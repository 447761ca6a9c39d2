//! Application state definitions

use super::forms::ContactField;
use crate::config::ContactProfile;

/// Social profile buttons shown next to the contact details
#[derive(Debug, Clone, Copy, PartialEq, Eq)]
pub enum SocialLink {
    GitHub,
    LinkedIn,
    Twitter,
}

impl SocialLink {
    pub const ALL: [SocialLink; 3] = [Self::GitHub, Self::LinkedIn, Self::Twitter];

    pub fn label(&self) -> &'static str {
        match self {
            Self::GitHub => "GitHub",
            Self::LinkedIn => "LinkedIn",
            Self::Twitter => "Twitter",
        }
    }
}

/// Which element receives key input
#[derive(Debug, Clone, Copy, PartialEq, Eq)]
pub enum Focus {
    Field(ContactField),
    Submit,
    Social(SocialLink),
}

impl Default for Focus {
    fn default() -> Self {
        Focus::Field(ContactField::Name)
    }
}

impl Focus {
    /// Tab order
    const ORDER: [Focus; 7] = [
        Focus::Field(ContactField::Name),
        Focus::Field(ContactField::Email),
        Focus::Field(ContactField::Message),
        Focus::Submit,
        Focus::Social(SocialLink::GitHub),
        Focus::Social(SocialLink::LinkedIn),
        Focus::Social(SocialLink::Twitter),
    ];

    fn index(&self) -> usize {
        Self::ORDER.iter().position(|f| f == self).unwrap_or(0)
    }

    pub fn next(&self) -> Self {
        Self::ORDER[(self.index() + 1) % Self::ORDER.len()]
    }

    pub fn prev(&self) -> Self {
        let index = self.index();
        if index == 0 {
            Self::ORDER[Self::ORDER.len() - 1]
        } else {
            Self::ORDER[index - 1]
        }
    }

    pub fn field(&self) -> Option<ContactField> {
        match self {
            Self::Field(field) => Some(*field),
            _ => None,
        }
    }
}

/// Presentation state that lives outside the form controller
#[derive(Debug, Clone, Default)]
pub struct AppState {
    pub focus: Focus,
    /// Frames drawn since start, drives the busy spinner
    pub frame: usize,
    pub profile: ContactProfile,
}

impl AppState {
    pub fn new(profile: ContactProfile) -> Self {
        Self {
            profile,
            ..Default::default()
        }
    }

    pub fn next_focus(&mut self) {
        self.focus = self.focus.next();
    }

    pub fn prev_focus(&mut self) {
        self.focus = self.focus.prev();
    }

    pub fn tick(&mut self) {
        self.frame = self.frame.wrapping_add(1);
    }
}

#[cfg(test)]
mod tests {
    use super::*;

    #[test]
    fn test_default_focus_is_name() {
        let state = AppState::default();
        assert_eq!(state.focus, Focus::Field(ContactField::Name));
    }

    #[test]
    fn test_next_focus_walks_tab_order() {
        let mut state = AppState::default();
        state.next_focus();
        assert_eq!(state.focus, Focus::Field(ContactField::Email));
        state.next_focus();
        state.next_focus();
        assert_eq!(state.focus, Focus::Submit);
        state.next_focus();
        assert_eq!(state.focus, Focus::Social(SocialLink::GitHub));
    }

    #[test]
    fn test_focus_wraps_both_ways() {
        assert_eq!(
            Focus::Social(SocialLink::Twitter).next(),
            Focus::Field(ContactField::Name)
        );
        assert_eq!(
            Focus::Field(ContactField::Name).prev(),
            Focus::Social(SocialLink::Twitter)
        );
    }

    #[test]
    fn test_focus_field() {
        assert_eq!(
            Focus::Field(ContactField::Message).field(),
            Some(ContactField::Message)
        );
        assert_eq!(Focus::Submit.field(), None);
    }

    #[test]
    fn test_tick_wraps() {
        let mut state = AppState {
            frame: usize::MAX,
            ..Default::default()
        };
        state.tick();
        assert_eq!(state.frame, 0);
    }

    #[test]
    fn test_social_labels() {
        let labels: Vec<_> = SocialLink::ALL.iter().map(|l| l.label()).collect();
        assert_eq!(labels, vec!["GitHub", "LinkedIn", "Twitter"]);
    }
}
//! Button component for TUI

use crate::platform::FOCUS_MARKER;
use ratatui::{
    layout::{Alignment, Rect},
    style::{Color, Modifier, Style},
    widgets::{Block, Borders, Paragraph},
    Frame,
};

/// Button height in rows (top border + content + bottom border)
pub const BUTTON_HEIGHT: u16 = 3;

/// Render a generic button with border
pub fn render_button(
    frame: &mut Frame,
    area: Rect,
    content: &str,
    is_selected: bool,
    is_enabled: bool,
) {
    let border_style = if is_selected && is_enabled {
        Style::default().fg(Color::Cyan)
    } else {
        Style::default().fg(Color::DarkGray)
    };

    let text_style = if !is_enabled {
        Style::default().fg(Color::DarkGray)
    } else if is_selected {
        Style::default()
            .fg(Color::Cyan)
            .add_modifier(Modifier::BOLD)
    } else {
        Style::default()
    };

    let label = if is_selected {
        format!("{FOCUS_MARKER} {content}")
    } else {
        content.to_string()
    };

    let paragraph = Paragraph::new(label)
        .alignment(Alignment::Center)
        .style(text_style);
    let block = Block::default()
        .borders(Borders::ALL)
        .border_style(border_style);

    frame.render_widget(paragraph.block(block), area);
}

_ _ _ _ _

* Task objective
Every entry should be restated word for word.

* Written answer
repository 447761ca6a9c39d2
//! Application state definitions

use super::forms::ContactField;
use crate::config::ContactProfile;

/// Social profile buttons shown next to the contact details
#[derive(Debug, Clone, Copy, PartialEq, Eq)]
pub enum SocialLink {
    GitHub,
    LinkedIn,
    Twitter,
}

impl SocialLink {
    pub const ALL: [SocialLink; 3] = [Self::GitHub, Self::LinkedIn, Self::Twitter];

    pub fn label(&self) -> &'static str {
        match self {
            Self::GitHub => "GitHub",
            Self::LinkedIn => "LinkedIn",
            Self::Twitter => "Twitter",
        }
    }
}

/// Which element receives key input
#[derive(Debug, Clone, Copy, PartialEq, Eq)]
pub enum Focus {
    Field(ContactField),
    Submit,
    Social(SocialLink),
}

impl Default for Focus {
    fn default() -> Self {
        Focus::Field(ContactField::Name)
    }
}

impl Focus {
    /// Tab order
    const ORDER: [Focus; 7] = [
        Focus::Field(ContactField::Name),
        Focus::Field(ContactField::Email),
        Focus::Field(ContactField::Message),
        Focus::Submit,
        Focus::Social(SocialLink::GitHub),
        Focus::Social(SocialLink::LinkedIn),
        Focus::Social(SocialLink::Twitter),
    ];

    fn index(&self) -> usize {
        Self::ORDER.iter().position(|f| f == self).unwrap_or(0)
    }

    pub fn next(&self) -> Self {
        Self::ORDER[(self.index() + 1) % Self::ORDER.len()]
    }

    pub fn prev(&self) -> Self {
        let index = self.index();
        if index == 0 {
            Self::ORDER[Self::ORDER.len() - 1]
        } else {
            Self::ORDER[index - 1]
        }
    }

    pub fn field(&self) -> Option<ContactField> {
        match self {
            Self::Field(field) => Some(*field),
            _ => None,
        }
    }
}

/// Presentation state that lives outside the form controller
#[derive(Debug, Clone, Default)]
pub struct AppState {
    pub focus: Focus,
    /// Frames drawn since start, drives the busy spinner
    pub frame: usize,
    pub profile: ContactProfile,
}

impl AppState {
    pub fn new(profile: ContactProfile) -> Self {
        Self {
            profile,
            ..Default::default()
        }
    }

    pub fn next_focus(&mut self) {
        self.focus = self.focus.next();
    }

    pub fn prev_focus(&mut self) {
        self.focus = self.focus.prev();
    }

    pub fn tick(&mut self) {
        self.frame = self.frame.wrapping_add(1);
    }
}

#[cfg(test)]
mod tests {
    use super::*;

    #[test]
    fn test_default_focus_is_name() {
        let state = AppState::default();
        assert_eq!(state.focus, Focus::Field(ContactField::Name));
    }

    #[test]
    fn test_next_focus_walks_tab_order() {
        let mut state = AppState::default();
        state.next_focus();
        assert_eq!(state.focus, Focus::Field(ContactField::Email));
        state.next_focus();
        state.next_focus();
        assert_eq!(state.focus, Focus::Submit);
        state.next_focus();
        assert_eq!(state.focus, Focus::Social(SocialLink::GitHub));
    }

    #[test]
    fn test_focus_wraps_both_ways() {
        assert_eq!(
            Focus::Social(SocialLink::Twitter).next(),
            Focus::Field(ContactField::Name)
        );
        assert_eq!(
            Focus::Field(ContactField::Name).prev(),
            Focus::Social(SocialLink::Twitter)
        );
    }

    #[test]
    fn test_focus_field() {
        assert_eq!(
            Focus::Field(ContactField::Message).field(),
            Some(ContactField::Message)
        );
        assert_eq!(Focus::Submit.field(), None);
    }

    #[test]
    fn test_tick_wraps() {
        let mut state = AppState {
            frame: usize::MAX,
            ..Default::default()
        };
        state.tick();
        assert_eq!(state.frame, 0);
    }

    #[test]
    fn test_social_labels() {
        let labels: Vec<_> = SocialLink::ALL.iter().map(|l| l.label()).collect();
        assert_eq!(labels, vec!["GitHub", "LinkedIn", "Twitter"]);
    }
}
//! Button component for TUI

use crate::platform::FOCUS_MARKER;
use ratatui::{
    layout::{Alignment, Rect},
    style::{Color, Modifier, Style},
    widgets::{Block, Borders, Paragraph},
    Frame,
};

/// Button height in rows (top border + content + bottom border)
pub const BUTTON_HEIGHT: u16 = 3;

/// Render a generic button with border
pub fn render_button(
    frame: &mut Frame,
    area: Rect,
    content: &str,
    is_selected: bool,
    is_enabled: bool,
) {
    let border_style = if is_selected && is_enabled {
        Style::default().fg(Color::Cyan)
    } else {
        Style::default().fg(Color::DarkGray)
    };

    let text_style = if !is_enabled {
        Style::default().fg(Color::DarkGray)
    } else if is_selected {
        Style::default()
            .fg(Color::Cyan)
            .add_modifier(Modifier::BOLD)
    } else {
        Style::default()
    };

    let label = if is_selected {
        format!("{FOCUS_MARKER} {content}")
    } else {
        content.to_string()
    };

    let paragraph = Paragraph::new(label)
        .alignment(Alignment::Center)
        .style(text_style);
    let block = Block::default()
        .borders(Borders::ALL)
        .border_style(border_style);

    frame.render_widget(paragraph.block(block), area);
}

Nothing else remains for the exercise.